There’s a quest in World of Warcraft called, “Are you there, Yeti?” where you have to find two pristine yeti horns to complete the quest. A couple years ago, the drop rate for these yeti horns was atrocious — 5% or less. Now, it seems to be much higher. But the internet remembers the earlier times. If you visit Allakhazam.com for this quest, you’ll see how players reacted to the extreme randomness of the drop.
Hey guys. I was frustrated after killing 60 or so patriachs and matriach and not having a single drop. Then it hit me. “No beat up or broken horns, please!” said the quest log. I’m was playing a warrior and I’ve been Executing every single one of them. So I tried letting my auto-attack do the killing.
1st try: horn dropped
2nd try: auto attack kill but no drop
3rd try: accidentally executed
4th try: horn dropped
Anyway, I have no idea with classes that relies on spells like mages and priests, etc but can anyone try this method and support my claim?
Now, there’s no way that WoW has implemented this quest in such a way that you need to use only auto-attacks to kill monsters in order to get their loot. WoW is famous for its clear quest direction, and when it fails at clarity, it’s due to errors of omission, not outright hidden mechanics. And even if they did have this weird mechanic, wouldn’t it be a 100% success rate if you followed their weird secret rule? If you search around, you’ll find people saying that this worked for them… it only took 20 kills to get the two horns. That’s not a trick, that’s just random.
But wait! There are other competing theories!
I think people are seriously right about that magic theory. I’ve killed over 40 of these mobs and the one where I decide to stay in human form and cast magic (I’ve been using bearform for Druids) I get the horn.
So now you’ve got to use magic to get the horns? That doesn’t sit very well with “you have to use auto-attacks”, does it? And if you search, you will find more and more of these theories for the quest. Most of them conflict dramatically with each other, but all of them have one or two other people who vouch for how effective they are.
And this is hardly the only occurrence of players being superstitious.
“There’s something wrong with the attack calculations!”
City of Heroes went to great lengths to remove “streakiness” from their attack rolls. Players complained when their attacks missed many times in a row, even though this is a reasonably likely occurrence given a true random number generator (and CoH’s rather low chances to hit). It was not possible for the developers to convince players that this was just randomness (and anyway, everyone agreed that it was frustrating), so they added hacks to keep the streaks from getting too long. If you miss too many times in a row, the game will cheat and help you hit.

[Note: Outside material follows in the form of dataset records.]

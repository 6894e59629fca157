use chrono::Datelike;
use web_sys::{ScrollBehavior, ScrollIntoViewOptions};
use yew::prelude::*;

use crate::components::image::ImageWithFallback;
use crate::components::pre_registration::PreRegistration;
use crate::pages::content::{
    FeatureIcon, BOOK_ICON, COMMUNITY_HIGHLIGHTS, COMMUNITY_IMAGE, FEATURES, FOOTER_LOGO,
    GITHUB_URL, HEADER_LOGO, HERO_IMAGE, HERO_STATS, INSTAGRAM_URL,
};

fn scroll_to_section(id: &str) {
    let Some(element) = web_sys::window()
        .and_then(|w| w.document())
        .and_then(|d| d.get_element_by_id(id))
    else {
        return;
    };
    let options = ScrollIntoViewOptions::new();
    options.set_behavior(ScrollBehavior::Smooth);
    element.scroll_into_view_with_scroll_into_view_options(&options);
}

#[function_component(Header)]
pub fn header() -> Html {
    html! {
        <header class="site-header">
            <div class="container site-header__inner">
                <div class="brand">
                    <img src={HEADER_LOGO} alt="BemLidos" class="brand__logo" />
                    <span class="brand__name gradient-text">{"BemLidos"}</span>
                </div>
                <nav class="site-nav">
                    <a href="#features">{"Funcionalidades"}</a>
                    <a href="#download">{"Download"}</a>
                </nav>
            </div>
        </header>
    }
}

#[function_component(Hero)]
pub fn hero() -> Html {
    let learn_more = Callback::from(|_: MouseEvent| scroll_to_section("features"));

    html! {
        <section class="hero">
            <div class="container hero__grid">
                <div class="hero__copy">
                    <span class="badge badge--purple">{"✨ Novidade: Sistema de Recomendações IA"}</span>
                    <h1 class="hero__title gradient-text">{"Sua biblioteca pessoal na palma da mão"}</h1>
                    <p class="lead">
                        {"Organize seus livros, conecte-se com leitores apaixonados e descubra sua próxima grande leitura com o BemLidos."}
                    </p>
                    <div class="hero__actions">
                        <button class="outline-button" onclick={learn_more}>{"Saiba Mais"}</button>
                    </div>
                    <div class="hero__stats">
                        { for HERO_STATS.iter().map(|(glyph, label)| html! {
                            <div class="hero__stat">
                                <span class="hero__stat-icon">{ *glyph }</span>
                                <p>{ *label }</p>
                            </div>
                        }) }
                    </div>
                </div>
                <div class="framed-image">
                    <div class="framed-image__glow"></div>
                    <div class="framed-image__frame">
                        <ImageWithFallback src={HERO_IMAGE} alt="BemLidos App Preview" />
                    </div>
                </div>
            </div>
        </section>
    }
}

#[function_component(Features)]
pub fn features() -> Html {
    html! {
        <section id="features" class="features">
            <div class="container">
                <div class="section-heading">
                    <span class="badge badge--purple">{"Funcionalidades"}</span>
                    <h2 class="gradient-text">{"Tudo que você precisa em um só lugar"}</h2>
                    <p class="lead">{"Descubra todas as ferramentas que vão revolucionar sua experiência de leitura"}</p>
                </div>
                <div class="feature-grid">
                    { for FEATURES.iter().map(|feature| html! {
                        <div class="feature-card" key={feature.title}>
                            <div class="feature-card__icon">
                                {
                                    match feature.icon {
                                        FeatureIcon::Image(src) => html! { <img src={src} alt={feature.title} /> },
                                        FeatureIcon::Glyph(glyph, color) => html! {
                                            <span style={format!("color: {};", color)}>{ glyph }</span>
                                        },
                                    }
                                }
                            </div>
                            <h3>{ feature.title }</h3>
                            <p>{ feature.description }</p>
                        </div>
                    }) }
                </div>
            </div>
        </section>
    }
}

#[function_component(Community)]
pub fn community() -> Html {
    html! {
        <section class="community">
            <div class="container community__grid">
                <div class="framed-image community__image">
                    <div class="framed-image__glow"></div>
                    <div class="framed-image__frame">
                        <ImageWithFallback src={COMMUNITY_IMAGE} alt="Community" />
                    </div>
                </div>
                <div class="community__copy">
                    <span class="badge badge--orange">{"Comunidade"}</span>
                    <h2 class="gradient-text">{"Conecte-se com leitores apaixonados"}</h2>
                    <p class="lead">
                        {"Participe de discussões enriquecedoras, compartilhe suas opiniões e descubra novas perspectivas sobre seus livros favoritos."}
                    </p>
                    <div class="highlights">
                        { for COMMUNITY_HIGHLIGHTS.iter().map(|item| html! {
                            <div class="highlight" key={item.title}>
                                <div class="highlight__icon">{ item.glyph }</div>
                                <div>
                                    <h3>{ item.title }</h3>
                                    <p>{ item.description }</p>
                                </div>
                            </div>
                        }) }
                    </div>
                </div>
            </div>
        </section>
    }
}

#[function_component(Download)]
pub fn download() -> Html {
    html! {
        <section id="download" class="download">
            <div class="download__inner">
                <div class="download__icon">
                    <img src={BOOK_ICON} alt="BemLidos" />
                </div>
                <h2>{"Pronto para transformar sua experiência de leitura?"}</h2>
                <p class="download__lead">
                    {"Junte-se a milhares de leitores apaixonados e comece a organizar sua biblioteca hoje mesmo."}
                </p>
                <div class="download__actions">
                    <PreRegistration />
                </div>
                <p class="download__note">{"Disponível em breve para iOS e Android"}</p>
            </div>
        </section>
    }
}

fn copyright_notice(year: i32) -> String {
    format!("© {} BemLidos. Todos os direitos reservados.", year)
}

#[function_component(Footer)]
pub fn footer() -> Html {
    let notice = copyright_notice(chrono::Local::now().year());

    html! {
        <footer class="site-footer">
            <div class="container">
                <div class="site-footer__grid">
                    <div>
                        <div class="brand">
                            <img src={FOOTER_LOGO} alt="BemLidos" class="brand__logo" />
                            <span class="site-footer__name">{"BemLidos"}</span>
                        </div>
                        <p class="site-footer__tagline">
                            {"Sua biblioteca pessoal na palma da mão. Conecte-se, organize e descubra."}
                        </p>
                    </div>
                    <div>
                        <h3>{"Produto"}</h3>
                        <ul>
                            <li><a href="#features">{"Funcionalidades"}</a></li>
                            <li><a href="#download">{"Download"}</a></li>
                        </ul>
                    </div>
                    <div>
                        <h3>{"Empresa"}</h3>
                        <ul>
                            <li><a href="#">{"Sobre"}</a></li>
                            <li><a href="#">{"Contato"}</a></li>
                        </ul>
                    </div>
                </div>
                <div class="site-footer__bottom">
                    <p>{ notice }</p>
                    <div class="site-footer__social">
                        <a href={GITHUB_URL} aria-label="GitHub">
                            <svg width="24" height="24" fill="currentColor" viewBox="0 0 24 24" aria-hidden="true">
                                <path fill-rule="evenodd" clip-rule="evenodd" d="M12 2C6.477 2 2 6.484 2 12.017c0 4.425 2.865 8.18 6.839 9.504.5.092.682-.217.682-.483 0-.237-.008-.868-.013-1.703-2.782.605-3.369-1.343-3.369-1.343-.454-1.158-1.11-1.466-1.11-1.466-.908-.62.069-.608.069-.608 1.003.07 1.531 1.032 1.531 1.032.892 1.53 2.341 1.088 2.91.832.092-.647.35-1.088.636-1.338-2.22-.253-4.555-1.113-4.555-4.951 0-1.093.39-1.988 1.029-2.688-.103-.253-.446-1.272.098-2.65 0 0 .84-.27 2.75 1.026A9.564 9.564 0 0112 6.844c.85.004 1.705.115 2.504.337 1.909-1.296 2.747-1.027 2.747-1.027.546 1.379.202 2.398.1 2.651.64.7 1.028 1.595 1.028 2.688 0 3.848-2.339 4.695-4.566 4.943.359.309.678.92.678 1.855 0 1.338-.012 2.419-.012 2.747 0 .268.18.58.688.482A10.019 10.019 0 0022 12.017C22 6.484 17.522 2 12 2z" />
                            </svg>
                        </a>
                        <a href={INSTAGRAM_URL} aria-label="Instagram">
                            <svg width="24" height="24" fill="none" stroke="currentColor" stroke-width="2" viewBox="0 0 24 24" aria-hidden="true">
                                <rect x="3" y="3" width="18" height="18" rx="5" />
                                <circle cx="12" cy="12" r="4" />
                                <circle cx="17.5" cy="6.5" r="1" fill="currentColor" />
                            </svg>
                        </a>
                    </div>
                </div>
            </div>
        </footer>
    }
}

#[cfg(test)]
mod tests {
    use super::*;

    #[test]
    fn copyright_notice_uses_given_year() {
        assert_eq!(
            copyright_notice(2025),
            "© 2025 BemLidos. Todos os direitos reservados."
        );
    }
}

“My tapers are burning faster!”
In Asheron’s Call, mages use “tapers” as material components for their spells. These tapers have a small random chance of “burning up” whenever a spell is cast, so players tend to carry hundreds of them at once. Then something weird started happening: players became convinced that their tapers were burning at a faster rate than before. This became a trend: “hey, you’re right, I think they are burning faster!” and so on, until the developers were compelled to get a log of the actual random rolls to make sure everything was fine. It was… but some players could never really be convinced of this. They had noticed a pattern, and they were 100% convinced it was really there.
The amusing part is that after every update, players would insist that the new update had made tapers burn even faster. If this had been true, by about the 50th game update, the change should have been pretty noticeable…
Even to this day, some wise-ass players will say “my tapers are burning faster!” which means “you’re imagining patterns that aren’t really there.” The more modern version is “Onyxia is deep breathing more!“, which is the equivalent scenario from World of Warcraft.
What’s going on here?
Human beings don’t deal well with randomness in general. Our brains are powerful pattern-matching machines, and we will see patterns no matter what it takes… even if the patterns are fake. It’s hard to convey randomness in a way that doesn’t cause our brains to tick into overdrive in order to “figure it out.”
Does it really hurt your game if players are making up crazy theories about how it works? Well, it’s not ideal. This misinformation gets propagated until it becomes “common knowledge”, at which point it can literally become impossible to convince players that it isn’t true. This, in turn, can lead players to do weird things that are frustrating for all involved, and to blame you for having to do it.
The cure for this is communication. If the quest actually said “Yetis drop pristine horns 5% of the time,” we’d have far fewer crazy theories running around. Then again, players would have just avoided the quest entirely because they would instantly know it’s not worth their time… which points out the flaw. This quest really wasn’t worth doing at a 5% drop rate. There are better ways to spend your time in World of Warcraft. Obscuring this percentage didn’t make the quest better, it just made it harder for people to realize that it was sub-par, thus delaying how long it took developers to get around to fixing it.